ACTIVITY: Reproduce, without any change, the span of lines from the opening of the records below to the line containing "and counts requests.", inclusive.

THE RECORDS:
········

#[cfg(test)]
pub(crate) mod tests {
    use super::*;
    use crate::error::FetchError;
    use crate::fetch::{tests::png_bytes, FetchedImage};
    use std::cell::Cell;
    use std::fs;
    use tempfile::{tempdir, TempDir};

    /// Serves a fixed PNG and counts requests.
    pub(crate) struct FakeSource {
        pub calls: Cell<usize>,
        pub fail: bool,
    }

    impl FakeSource {
        pub(crate) fn ok() -> Self {
            Self {
                calls: Cell::new(0),
                fail: false,
            }
        }

        pub(crate) fn failing() -> Self {
            Self {
                calls: Cell::new(0),
                fail: true,
            }
        }
    }

    impl ImageSource for FakeSource {
        fn fetch(&self, _url: &str) -> Result<FetchedImage, FetchError> {
            self.calls.set(self.calls.get() + 1);
            if self.fail {
                return Err(FetchError::Status(reqwest::StatusCode::BAD_GATEWAY));
            }
            FetchedImage::decode(png_bytes())
        }
    }

    fn moon_art() -> WallpaperRecord {
        WallpaperRecord::new("Moon Art", "https://example.invalid/moon", &["aesthetic moon", "moon"])
    }

    fn glass_guitar() -> WallpaperRecord {
        WallpaperRecord::new("Glass Guitar", "https://example.invalid/guitar", &["guitar", "glass"])
    }

    fn temp_store() -> (TempDir, LocalStore) {
        let tmp = tempdir().expect("tempdir");
        let store = LocalStore::new(
            Some(tmp.path().join("Downloads")),
            tmp.path().join("uploaded_wallpapers"),
        );
        (tmp, store)
    }

    fn opened(controller: &Controller, record: WallpaperRecord) -> SessionState {
        let (state, outcome) = controller.dispatch(SessionState::new(), Action::Select(record));
        assert!(matches!(outcome, Outcome::Opened(_)));
        state
    }

    #[test]
    fn select_then_back_returns_to_list_for_any_record() {
        let source = FakeSource::ok();
        let (_tmp, store) = temp_store();
        let controller = Controller::new(&source, &store);

        for record in [moon_art(), glass_guitar()] {
            let state = opened(&controller, record.clone());
            assert_eq!(state.selected_wallpaper(), Some(&record));

            let (state, outcome) = controller.dispatch(state, Action::Back);
            assert_eq!(outcome, Outcome::Closed);
            assert!(state.is_list_view());
            assert!(state.selected_wallpaper().is_none());
        }
        assert_eq!(source.calls.get(), 0);
    }

    #[test]
    fn select_in_detail_view_switches_record() {
        let source = FakeSource::ok();
        let (_tmp, store) = temp_store();
        let controller = Controller::new(&source, &store);

        let state = opened(&controller, moon_art());
        let (state, outcome) = controller.dispatch(state, Action::Select(glass_guitar()));
        assert_eq!(outcome, Outcome::Opened("Glass Guitar".to_string()));
        assert_eq!(state.selected_wallpaper(), Some(&glass_guitar()));
    }

    #[test]
    fn detail_actions_are_ignored_in_list_view() {
        let source = FakeSource::ok();
        let (_tmp, store) = temp_store();
        let controller = Controller::new(&source, &store);

        for action in [Action::Back, Action::Download, Action::Apply, Action::Info] {
            let (state, outcome) = controller.dispatch(SessionState::new(), action);
            assert_eq!(outcome, Outcome::Ignored);
            assert_eq!(state, SessionState::new());
        }
        assert_eq!(source.calls.get(), 0);
    }

    #[test]
    fn download_writes_once_then_reports_already_downloaded() {
        let source = FakeSource::ok();
        let (tmp, store) = temp_store();
        let controller = Controller::new(&source, &store);
        let expected = tmp.path().join("Downloads").join("Moon Art.jpg");

        let state = opened(&controller, moon_art());
        let (state, first) = controller.dispatch(state, Action::Download);
        assert_eq!(first, Outcome::Downloaded(expected.clone()));
        assert_eq!(first.level(), Level::Success);
        assert!(state.is_downloaded("Moon Art"));
        let written = fs::read(&expected).expect("downloaded file");
        assert_eq!(
            image::guess_format(&written).expect("format"),
            image::ImageFormat::Jpeg
        );

        let (state, second) = controller.dispatch(state, Action::Download);
        assert_eq!(second, Outcome::AlreadyDownloaded(DownloadMark::Session));
        assert_eq!(second.message(), "Already Downloaded");
        assert!(state.is_downloaded("Moon Art"));
        assert_eq!(source.calls.get(), 1);
    }

    #[test]
    fn existing_file_counts_as_downloaded_without_session_flag() {
        let source = FakeSource::ok();
        let (tmp, store) = temp_store();
        let downloads = tmp.path().join("Downloads");
        fs::create_dir_all(&downloads).expect("mkdir");
        fs::write(downloads.join("Moon Art.jpg"), b"older download").expect("seed");
        let controller = Controller::new(&source, &store);

        let state = opened(&controller, moon_art());
        let (state, outcome) = controller.dispatch(state, Action::Download);

        assert_eq!(outcome, Outcome::AlreadyDownloaded(DownloadMark::Disk));
        assert_eq!(outcome.message(), "Already Downloaded in Directory");
        assert!(!state.is_downloaded("Moon Art"));
        assert_eq!(source.calls.get(), 0);
        assert_eq!(
            fs::read(downloads.join("Moon Art.jpg")).expect("read"),
            b"older download"
        );
    }

    #[test]
    fn failed_fetch_leaves_state_untouched() {
        let source = FakeSource::failing();
        let (tmp, store) = temp_store();
        let controller = Controller::new(&source, &store);

        let before = opened(&controller, moon_art());
        let (after, outcome) = controller.dispatch(before.clone(), Action::Download);

        assert!(matches!(outcome, Outcome::DownloadFailed(_)));
        assert_eq!(outcome.level(), Level::Error);
        assert_eq!(after, before);
        assert!(!tmp.path().join("Downloads").join("Moon Art.jpg").exists());
    }

    #[test]
    fn unresolvable_downloads_dir_fails_without_fetching() {
        let source = FakeSource::ok();
        let tmp = tempdir().expect("tempdir");
        let store = LocalStore::without_downloads_dir(tmp.path().join("up"));
        let controller = Controller::new(&source, &store);

        let before = opened(&controller, moon_art());
        let (after, outcome) = controller.dispatch(before.clone(), Action::Download);

        assert!(matches!(outcome, Outcome::DownloadFailed(_)));
        assert!(outcome.message().contains("is not set"));
        assert_eq!(after, before);
        assert_eq!(source.calls.get(), 0);
    }

    #[test]
    fn failed_write_leaves_state_untouched() {
        let source = FakeSource::ok();
        let tmp = tempdir().expect("tempdir");
        let blocker = tmp.path().join("Downloads");
        fs::write(&blocker, b"a file where the directory should be").expect("seed");
        let store = LocalStore::new(Some(blocker), tmp.path().join("up"));
        let controller = Controller::new(&source, &store);

        let before = opened(&controller, moon_art());
        let (after, outcome) = controller.dispatch(before.clone(), Action::Download);

        assert!(matches!(outcome, Outcome::DownloadFailed(_)));
        assert_eq!(after, before);
    }

    #[test]
    fn apply_is_idempotent_and_simulated() {
        let source = FakeSource::ok();
        let (_tmp, store) = temp_store();
        let controller = Controller::new(&source, &store);

        let state = opened(&controller, moon_art());
        let (state, first) = controller.dispatch(state, Action::Apply);
        assert_eq!(first, Outcome::Applied(ApplyEffect::Simulated));
        assert_eq!(first.message(), "Applied as wallpaper (symbolic)");
        assert!(state.is_applied("Moon Art"));

        let (state, second) = controller.dispatch(state, Action::Apply);
        assert_eq!(second, Outcome::AlreadyApplied);
        assert!(state.is_applied("Moon Art"));
        assert_eq!(source.calls.get(), 0);
    }

    #[test]
    fn flags_survive_leaving_and_reopening() {
        let source = FakeSource::ok();
        let (_tmp, store) = temp_store();
        let controller = Controller::new(&source, &store);

        let state = opened(&controller, moon_art());
        let (state, _) = controller.dispatch(state, Action::Apply);
        let (state, _) = controller.dispatch(state, Action::Back);
        let (state, _) = controller.dispatch(state, Action::Select(moon_art()));
        let (_, outcome) = controller.dispatch(state, Action::Apply);

        assert_eq!(outcome, Outcome::AlreadyApplied);
    }

    #[test]
    fn info_reports_name_and_tags_without_mutation() {
        let source = FakeSource::ok();
        let (_tmp, store) = temp_store();
        let controller = Controller::new(&source, &store);

        let before = opened(&controller, moon_art());
        let (after, outcome) = controller.dispatch(before.clone(), Action::Info);

        assert_eq!(after, before);
        assert_eq!(
            outcome.message(),
            "Wallpaper Name: Moon Art\nTags: aesthetic moon, moon"
        );
    }
}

········

EXERCISE RESULT:
#[cfg(test)]
pub(crate) mod tests {
    use super::*;
    use crate::error::FetchError;
    use crate::fetch::{tests::png_bytes, FetchedImage};
    use std::cell::Cell;
    use std::fs;
    use tempfile::{tempdir, TempDir};

    /// Serves a fixed PNG and counts requests.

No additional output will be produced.